A controversial but incredibly popular Sheriff in Butler County, Ohio, has made remarks recently that many consider shocking. However he's partially correct in his assertions.
Butler County, a Southwestern County in Ohio, is one of the hardest hit regions in the entire nation as Heroin overdoses have spiked to make headlines all across America coming from the tiny area.
Heroin is so readily available in Ohio that you can find it outside a gas station or grocery story. At the risk of pointing out stereotypes, it's actually the truth. See a black guy in a car with rims on it and ask him if you can buy some and 99/100 times he has it on his person.
That's just the reality of the situation in Ohio. You can get it anywhere from hundreds if not thousands of street dealers. Supply and demand.
The problem is that Ohio legislators are completely unable to come up with a solution to combat the growing Heroin use. Not only is it a problem for the addicts but its placing a financial burden on the communities and local governments.
One of the most effective tools in regards to saving lives, is Nalaxone, or Narcan, which is something that many local law enforcement agencies carry on their bodies right beside the handcuffs. It's that common to deal with several daily overdoses, effectively turning the police department into emergency medical responders.
Sheriff Jones is having none of that. He says it's not the responsibility of the Sheriff Department to revive a drug addict for a multitude of reasons, and well, technically he's correct.
The nasal spray known as Narcan, can be given to an overdose victim when it appears they're dead or dying and many suggest when it's used it's effects are similar to raising the dead.
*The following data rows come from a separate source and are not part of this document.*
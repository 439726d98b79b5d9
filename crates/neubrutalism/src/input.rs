//! Pointer input for control interaction.
//!
//! The host feeds raw pointer events; controls ask two questions of it each
//! frame: "is a press in progress over me?" and "was I tapped?".

use crate::layout::Rect;

/// Input state for the current frame.
#[derive(Debug, Clone, Default)]
pub struct InputState {
    /// Current pointer X position.
    pub pointer_x: f32,
    /// Current pointer Y position.
    pub pointer_y: f32,
    /// Pointer went down this frame.
    pressed: bool,
    /// Pointer went up this frame.
    released: bool,
    /// Pointer is currently held.
    down: bool,
    /// Where the current (or just released) press started.
    press_origin: Option<(f32, f32)>,
}

impl InputState {
    /// Creates a new empty input state.
    #[must_use]
    pub fn new() -> Self {
        Self::default()
    }

    /// Begins a new frame, clearing per-frame state.
    pub fn begin_frame(&mut self) {
        self.pressed = false;
        if self.released {
            self.press_origin = None;
        }
        self.released = false;
    }

    /// Updates pointer position.
    pub fn pointer_moved(&mut self, x: f32, y: f32) {
        self.pointer_x = x;
        self.pointer_y = y;
    }

    /// Records the pointer going down at `(x, y)`.
    pub fn pointer_down(&mut self, x: f32, y: f32) {
        self.pointer_moved(x, y);
        self.pressed = true;
        self.down = true;
        self.press_origin = Some((x, y));
    }

    /// Records the pointer going up at `(x, y)`.
    pub fn pointer_up(&mut self, x: f32, y: f32) {
        self.pointer_moved(x, y);
        self.released = true;
        self.down = false;
    }

    /// Convenience: a complete tap (down then up) at `(x, y)` within one frame.
    pub fn tap(&mut self, x: f32, y: f32) {
        self.pointer_down(x, y);
        self.pointer_up(x, y);
    }

    /// Returns true if the pointer went down this frame.
    #[must_use]
    pub fn pointer_pressed(&self) -> bool {
        self.pressed
    }

    /// Returns true if the pointer is currently held.
    #[must_use]
    pub fn pointer_held(&self) -> bool {
        self.down
    }

    /// Returns true while a press that began inside `rect` is held over it.
    ///
    /// Dragging off the control un-presses it; dragging back re-presses it.
    #[must_use]
    pub fn is_pressing(&self, rect: Rect) -> bool {
        self.down && self.began_in(rect) && rect.contains(self.pointer_x, self.pointer_y)
    }

    /// Returns true if a press that began inside `rect` was released inside it
    /// this frame.
    #[must_use]
    pub fn tapped(&self, rect: Rect) -> bool {
        self.released && self.began_in(rect) && rect.contains(self.pointer_x, self.pointer_y)
    }

    fn began_in(&self, rect: Rect) -> bool {
        self.press_origin
            .is_some_and(|(x, y)| rect.contains(x, y))
    }
}
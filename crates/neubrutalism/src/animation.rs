//! Tweening for the press-scale effect.
//!
//! The curves are the standard cubic-bezier timing functions, so a 200ms
//! ease-out here matches the ease-out every platform toolkit ships.

/// Easing function type.
#[derive(Debug, Clone, Copy, PartialEq, Eq, Default)]
pub enum Easing {
    /// Linear interpolation.
    Linear,
    /// Cubic bezier (0.42, 0, 1, 1).
    EaseIn,
    /// Cubic bezier (0, 0, 0.58, 1). Fast start, gentle landing.
    #[default]
    EaseOut,
    /// Cubic bezier (0.42, 0, 0.58, 1).
    EaseInOut,
    /// Jump straight to the target.
    Instant,
}

impl Easing {
    /// Applies the easing function to a t value (0-1).
    #[must_use]
    pub fn apply(self, t: f32) -> f32 {
        let t = t.clamp(0.0, 1.0);

        match self {
            Self::Linear => t,
            Self::EaseIn => cubic_bezier(0.42, 0.0, 1.0, 1.0, t),
            Self::EaseOut => cubic_bezier(0.0, 0.0, 0.58, 1.0, t),
            Self::EaseInOut => cubic_bezier(0.42, 0.0, 0.58, 1.0, t),
            Self::Instant => 1.0,
        }
    }
}

/// Evaluates a unit cubic bezier timing curve at progress `x`.
fn cubic_bezier(x1: f32, y1: f32, x2: f32, y2: f32, x: f32) -> f32 {
    if x <= 0.0 {
        return 0.0;
    }
    if x >= 1.0 {
        return 1.0;
    }

    // Bernstein form with P0 = (0,0) and P3 = (1,1).
    let curve = |p1: f32, p2: f32, s: f32| {
        let inv = 1.0 - s;
        3.0 * inv * inv * s * p1 + 3.0 * inv * s * s * p2 + s * s * s
    };
    let slope = |p1: f32, p2: f32, s: f32| {
        let inv = 1.0 - s;
        3.0 * inv * inv * p1 + 6.0 * inv * s * (p2 - p1) + 3.0 * s * s * (1.0 - p2)
    };

    // Newton first, bisection if the slope flattens out.
    let mut s = x;
    for _ in 0..8 {
        let error = curve(x1, x2, s) - x;
        if error.abs() < 1e-6 {
            return curve(y1, y2, s);
        }
        let d = slope(x1, x2, s);
        if d.abs() < 1e-6 {
            break;
        }
        s = (s - error / d).clamp(0.0, 1.0);
    }

    let (mut lo, mut hi) = (0.0_f32, 1.0_f32);
    s = x;
    for _ in 0..32 {
        let value = curve(x1, x2, s);
        if (value - x).abs() < 1e-6 {
            break;
        }
        if value < x {
            lo = s;
        } else {
            hi = s;
        }
        s = (lo + hi) * 0.5;
    }
    curve(y1, y2, s)
}

/// A single animated value.
#[derive(Debug, Clone)]
pub struct Animation {
    /// Current value.
    current: f32,
    /// Target value.
    target: f32,
    /// Animation progress (0-1).
    progress: f32,
    /// Animation duration (seconds).
    duration: f32,
    /// Easing function.
    easing: Easing,
    /// Start value (for interpolation).
    start: f32,
}

impl Animation {
    /// Default animation duration.
    pub const DEFAULT_DURATION: f32 = 0.2;

    /// Creates a new animation resting at the given value.
    #[must_use]
    pub fn new(value: f32, easing: Easing) -> Self {
        Self {
            current: value,
            target: value,
            progress: 1.0,
            duration: Self::DEFAULT_DURATION,
            easing,
            start: value,
        }
    }

    /// Creates an animation with custom duration.
    #[must_use]
    pub fn with_duration(mut self, duration: f32) -> Self {
        self.duration = duration;
        self
    }

    /// Returns the current value.
    #[must_use]
    pub fn value(&self) -> f32 {
        self.current
    }

    /// Returns true if the animation is at rest.
    #[must_use]
    pub fn is_complete(&self) -> bool {
        self.progress >= 1.0
    }

    /// Sets a new target value, starting animation from current value.
    ///
    /// Retargeting mid-flight restarts the curve from wherever the value is now.
    pub fn set_target(&mut self, target: f32) {
        if (target - self.target).abs() > 0.0001 {
            self.start = self.current;
            self.target = target;
            self.progress = 0.0;
        }
    }

    /// Immediately sets the value without animation.
    pub fn set_immediate(&mut self, value: f32) {
        self.current = value;
        self.target = value;
        self.start = value;
        self.progress = 1.0;
    }

    /// Updates the animation.
    ///
    /// `dt` is delta time in seconds.
    pub fn update(&mut self, dt: f32) {
        if self.progress >= 1.0 {
            return;
        }

        if self.duration > 0.0 {
            self.progress += dt / self.duration;
        } else {
            self.progress = 1.0;
        }

        self.progress = self.progress.min(1.0);

        let eased = self.easing.apply(self.progress);
        self.current = self.start + (self.target - self.start) * eased;

        // Snap to target when complete
        if self.progress >= 1.0 {
            self.current = self.target;
        }
    }
}

impl Default for Animation {
    fn default() -> Self {
        Self::new(0.0, Easing::EaseOut)
    }
}

#[cfg(test)]
mod tests {
    use super::*;

    #[test]
    fn test_curves_hit_endpoints() {
        for easing in [Easing::Linear, Easing::EaseIn, Easing::EaseOut, Easing::EaseInOut] {
            assert_eq!(easing.apply(0.0), 0.0, "{easing:?}");
            assert_eq!(easing.apply(1.0), 1.0, "{easing:?}");
        }
    }

    #[test]
    fn test_ease_out_leads_linear() {
        let easing = Easing::EaseOut;
        for t in [0.1, 0.25, 0.5, 0.75, 0.9] {
            assert!(easing.apply(t) > t, "ease-out should be ahead at {t}");
        }
    }

    #[test]
    fn test_ease_in_out_symmetric() {
        let easing = Easing::EaseInOut;
        assert!((easing.apply(0.5) - 0.5).abs() < 1e-3);
        assert!((easing.apply(0.2) + easing.apply(0.8) - 1.0).abs() < 1e-3);
    }

    #[test]
    fn test_ease_out_monotonic() {
        let mut last = 0.0;
        for step in 1..=100 {
            let value = Easing::EaseOut.apply(step as f32 / 100.0);
            assert!(value >= last);
            last = value;
        }
    }

    #[test]
    fn test_animation_reaches_target() {
        let mut anim = Animation::new(1.0, Easing::EaseOut);
        anim.set_target(0.95);

        for _ in 0..20 {
            anim.update(0.016);
        }

        assert_eq!(anim.value(), 0.95);
        assert!(anim.is_complete());
    }

    #[test]
    fn test_retarget_starts_from_current() {
        let mut anim = Animation::new(1.0, Easing::Linear);
        anim.set_target(0.0);
        anim.update(0.1);
        let midway = anim.value();
        assert!((midway - 0.5).abs() < 1e-4);

        anim.set_target(1.0);
        anim.update(0.0);
        assert!((anim.value() - midway).abs() < 1e-4);
        assert!(!anim.is_complete());
    }
}
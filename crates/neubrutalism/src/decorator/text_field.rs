//! Text field decorator with tap-driven focus tracking.
//!
//! Focus here is the decorator's own flag, not platform keyboard focus: a
//! tap on the entry flips it, disappearing clears it, and taps elsewhere
//! leave it alone.

use crate::decorator::{text_size, BaseDecorator, Control, ControlState, Icon, Label, Response, View};
use crate::input::InputState;
use crate::layout::{Insets, Rect, Row, Size, Slot};
use crate::render::{RenderCommand, Renderer};
use crate::style::{Color, StyleConfig, Theme};

/// Focus flag of a text field.
#[derive(Debug, Clone, Copy, Default, PartialEq, Eq)]
pub enum FocusState {
    /// Neutral border and icons.
    #[default]
    Unfocused,
    /// Accent border and icons.
    Focused,
}

/// Events that move a [`FocusState`].
#[derive(Debug, Clone, Copy, PartialEq, Eq)]
pub enum FocusEvent {
    /// The entry was tapped.
    Tap,
    /// The field was removed from display.
    Disappear,
}

impl FocusState {
    /// State for a boolean flag.
    #[must_use]
    pub const fn from_focused(focused: bool) -> Self {
        if focused {
            Self::Focused
        } else {
            Self::Unfocused
        }
    }

    /// Whether this is [`FocusState::Focused`].
    #[must_use]
    pub const fn is_focused(self) -> bool {
        matches!(self, Self::Focused)
    }

    /// Transition function.
    #[must_use]
    pub const fn on(self, event: FocusEvent) -> Self {
        match (self, event) {
            (_, FocusEvent::Disappear) | (Self::Focused, FocusEvent::Tap) => Self::Unfocused,
            (Self::Unfocused, FocusEvent::Tap) => Self::Focused,
        }
    }
}

/// Where each piece of a text field goes.
#[derive(Debug, Clone, Copy, PartialEq)]
pub struct TextFieldLayout {
    /// Decorated outer frame.
    pub frame: Rect,
    /// Leading icon, if any.
    pub prefix: Option<Rect>,
    /// Text entry area (the tap target).
    pub entry: Rect,
    /// Trailing icon, if any.
    pub suffix: Option<Rect>,
}

/// Styles a text entry with optional icons and a focus flag.
#[derive(Debug, Clone, PartialEq)]
pub struct TextFieldDecorator {
    focus: FocusState,
    prefix: Option<Icon>,
    suffix: Option<Icon>,
    style: StyleConfig,
    theme: Theme,
}

impl TextFieldDecorator {
    /// Minimum field height.
    pub const MIN_HEIGHT: f32 = 44.0;
    /// Padding between the border and the row.
    pub const PADDING: f32 = 8.0;
    /// Gap between icons and the entry.
    pub const SPACING: f32 = 8.0;

    /// Unfocused, no icons, default style and theme.
    #[must_use]
    pub fn new() -> Self {
        Self {
            focus: FocusState::Unfocused,
            prefix: None,
            suffix: None,
            style: StyleConfig::DEFAULT,
            theme: Theme::DEFAULT,
        }
    }

    /// Sets the initial focus flag.
    #[must_use]
    pub fn focused(mut self, focused: bool) -> Self {
        self.focus = FocusState::from_focused(focused);
        self
    }

    /// Sets the leading icon.
    #[must_use]
    pub fn prefix(mut self, icon: Icon) -> Self {
        self.prefix = Some(icon);
        self
    }

    /// Sets the trailing icon.
    #[must_use]
    pub fn suffix(mut self, icon: Icon) -> Self {
        self.suffix = Some(icon);
        self
    }

    /// Sets the style. `border_color` is the unfocused border color.
    #[must_use]
    pub fn style(mut self, style: StyleConfig) -> Self {
        self.style = style.sanitized();
        self
    }

    /// Sets the theme supplying the accent.
    #[must_use]
    pub fn theme(mut self, theme: Theme) -> Self {
        self.theme = theme;
        self
    }

    /// Current focus state.
    #[must_use]
    pub const fn focus(&self) -> FocusState {
        self.focus
    }

    /// Whether the field is focused.
    #[must_use]
    pub const fn is_focused(&self) -> bool {
        self.focus.is_focused()
    }

    /// Applies a focus event and returns the new state.
    pub fn handle(&mut self, event: FocusEvent) -> FocusState {
        let next = self.focus.on(event);
        if next != self.focus {
            tracing::debug!(?event, from = ?self.focus, to = ?next, "text field focus changed");
        }
        self.focus = next;
        next
    }

    /// Border and icon color for the current state.
    #[must_use]
    pub const fn tint(&self) -> Color {
        if self.focus.is_focused() {
            self.theme.accent
        } else {
            self.style.border_color
        }
    }

    /// The style actually drawn: configured style with the tinted border.
    #[must_use]
    pub fn resolved_style(&self) -> StyleConfig {
        self.style.with_border_color(self.tint())
    }

    fn slots(&self, entry: Size) -> Vec<Slot> {
        let mut slots = Vec::with_capacity(3);
        if let Some(icon) = &self.prefix {
            slots.push(Slot::Fixed(icon.size));
        }
        slots.push(Slot::Flexible(entry.height));
        if let Some(icon) = &self.suffix {
            slots.push(Slot::Fixed(icon.size));
        }
        slots
    }

    /// Natural size around an entry of natural size `entry`.
    #[must_use]
    pub fn measure(&self, entry: Size) -> Size {
        let row = Row::new(Self::SPACING).measure(&self.slots(entry));
        Size::new(row.width + entry.width, row.height)
            .outset(Insets::all(Self::PADDING))
            .at_least_height(Self::MIN_HEIGHT)
    }

    /// Lays the field out inside `bounds`; the entry takes the spare width.
    #[must_use]
    pub fn layout(&self, bounds: Rect, entry: Size) -> TextFieldLayout {
        let frame = Rect::from_origin_size((bounds.x, bounds.y), bounds.size().at_least_height(Self::MIN_HEIGHT));
        let rects = Row::new(Self::SPACING).arrange(frame.inset(Insets::all(Self::PADDING)), &self.slots(entry));

        let mut rects = rects.into_iter();
        let prefix = self.prefix.and_then(|_| rects.next());
        let entry = rects.next().unwrap_or(frame);
        let suffix = self.suffix.and_then(|_| rects.next());

        TextFieldLayout {
            frame,
            prefix,
            entry,
            suffix,
        }
    }

    /// Emits the decorated field with `entry` inside `bounds`.
    pub fn render<V: View>(&self, entry: &V, bounds: Rect, renderer: &mut Renderer) {
        let layout = self.layout(bounds, entry.size());
        let tint = self.tint();

        BaseDecorator::new(self.resolved_style()).decorate(layout.frame, renderer, |renderer| {
            if let (Some(icon), Some(rect)) = (&self.prefix, layout.prefix) {
                icon.render(rect, tint, renderer);
            }
            entry.render(layout.entry, tint, renderer);
            if let (Some(icon), Some(rect)) = (&self.suffix, layout.suffix) {
                icon.render(rect, tint, renderer);
            }
        });
    }
}

impl Default for TextFieldDecorator {
    fn default() -> Self {
        Self::new()
    }
}

/// The text-entry content: current text or a placeholder.
#[derive(Debug, Clone, PartialEq)]
pub struct TextEntry {
    /// Entered text.
    pub text: String,
    /// Shown while `text` is empty.
    pub placeholder: String,
    /// Font size.
    pub font_size: f32,
    /// Color of entered text.
    pub text_color: Color,
    /// Color of the placeholder.
    pub placeholder_color: Color,
}

impl TextEntry {
    /// Empty entry with a placeholder.
    #[must_use]
    pub fn new(placeholder: impl Into<String>) -> Self {
        Self {
            text: String::new(),
            placeholder: placeholder.into(),
            font_size: Label::DEFAULT_FONT_SIZE,
            text_color: Color::BLACK,
            placeholder_color: Color::GRAY,
        }
    }

    /// Sets the entered text.
    #[must_use]
    pub fn with_text(mut self, text: impl Into<String>) -> Self {
        self.text = text.into();
        self
    }

    fn shown(&self) -> (&str, Color) {
        if self.text.is_empty() {
            (self.placeholder.as_str(), self.placeholder_color)
        } else {
            (self.text.as_str(), self.text_color)
        }
    }
}

impl View for TextEntry {
    fn size(&self) -> Size {
        let (shown, _) = self.shown();
        text_size(shown, self.font_size)
    }

    // Text keeps its own colors; only icons take the field tint.
    fn render(&self, bounds: Rect, _foreground: Color, renderer: &mut Renderer) {
        let (shown, color) = self.shown();
        let line = text_size(shown, self.font_size);
        renderer.push(RenderCommand::Text {
            text: shown.to_owned(),
            origin: (bounds.x, bounds.y + (bounds.height - line.height) * 0.5),
            color,
            font_size: self.font_size,
            bold: false,
        });
    }
}

/// A decorated text field.
#[derive(Debug, Clone)]
pub struct TextField {
    state: ControlState,
    entry: TextEntry,
    decorator: TextFieldDecorator,
}

impl TextField {
    /// Creates a text field around `entry`.
    #[must_use]
    pub fn new(entry: TextEntry, decorator: TextFieldDecorator) -> Self {
        let size = decorator.measure(entry.size());
        Self {
            state: ControlState::new(size),
            entry,
            decorator,
        }
    }

    /// The decorator, for inspecting focus.
    #[must_use]
    pub const fn decorator(&self) -> &TextFieldDecorator {
        &self.decorator
    }

    /// The entry content.
    #[must_use]
    pub const fn entry(&self) -> &TextEntry {
        &self.entry
    }

    /// Replaces the entered text.
    pub fn set_text(&mut self, text: impl Into<String>) {
        self.entry.text = text.into();
    }

    /// Current layout for the placed bounds.
    #[must_use]
    pub fn layout(&self) -> TextFieldLayout {
        self.decorator.layout(self.state.rect, self.entry.size())
    }
}

impl Control for TextField {
    fn state(&self) -> &ControlState {
        &self.state
    }

    fn state_mut(&mut self) -> &mut ControlState {
        &mut self.state
    }

    fn size(&self) -> Size {
        self.decorator.measure(self.entry.size())
    }

    fn update(&mut self, input: &InputState, _dt: f32) -> Response {
        if !self.state.visible || !input.tapped(self.layout().entry) {
            return Response::default();
        }

        let focused = self.decorator.handle(FocusEvent::Tap).is_focused();
        Response {
            clicked: true,
            focused,
            unfocused: !focused,
            ..Response::default()
        }
    }

    fn render(&self, renderer: &mut Renderer) {
        if self.state.visible {
            self.decorator.render(&self.entry, self.state.rect, renderer);
        }
    }

    fn disappear(&mut self) {
        self.state.visible = false;
        self.decorator.handle(FocusEvent::Disappear);
    }
}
Not only is it incredibly expensive for the law enforcement agencies to provide the counter-overdose drug, but it's potentially placing them at risk for a lawsuit if an overdose victim's family decides to sue.
Officers are not doctors or nurses or even EMTs. This is not what their job description entails, but it's become an overly common occurrence for them to have to use the drug on overdose calls.
Sheriff Jones however made brutally honest remarks that have been deemed as controversial lately, saying that, “We don't do the shots for bee stings, we don't inject diabetic people with insulin. When does it stop?”
The Sheriff went on to say, “I'm not the one that decides if people live or die. They decide that when they stick that needle in their arm.”
He's not wrong. In fact recent thegoldwater.com reported on one overdose victim who has been revived over 20 times in the same area of Ohio. This is often the case with these individuals who statistically 86% of those revived go right back to using Heroin.
It's a sad scenario and it's bankrupting the communities who already have more people on welfare receiving assistance than they do paying taxes and the local governments simply cannot afford to continue to purchase the Narcan.
Jones is not only the Sheriff of Butler County but the Warden of the Butler County Jail, which houses over 2000 inmates. He that said, “The drug addiction has ravaged this country and his county, and we've seen the worst of it.”
He said his own Sheriff's Deputies encountered a man in the jail parking lot who had just been bailed out by his mother. Both were shooting up heroin in her car right outside the jail.
During his long tenure as Sheriff, three babies had been born in the jail addicted to Heroin, including one being born in a toilet, whether the mother hid the pregnancy and wanted to dispose of the child, Jones said.
Jones said that Narcan is a waste of money, and the wrong approach entirely to the war on drugs and the Heroin epidemic. In reference to the war on drugs Jones said simply, “We're not winning.”
Technically he's correct. Hundreds of billions of dollars are wasted to ‘fight’ the Heroin epidemic in reviving patients and in costs of housing them in jail or rehabilitation and the costs of personnel including officers, judges, jailers, prosecutors, defense attorneys, EMTs, rehabilitation counselors, doctors, and treatment of every kind.
These things are not free. Taxpayers are paying for these burdens and it's just not fiscally responsible. Heroin addicts are unlike a heart attack patient in the sense that they instantly return to their life of crime and drug use the moment they awaken. It's almost as if they're zombies.
Truthfully that appears to be what society looks like in Ohio right now in many areas, The Walking Dead, except the zombies are parasitic drug addicts.
Many in the Ohio Valley continue to float new ideas to combat the growing problem of Heroin, but not many have a final solution. Jones however has made up his mind, and Butler County Sheriff's Deputies will not carry Narcan.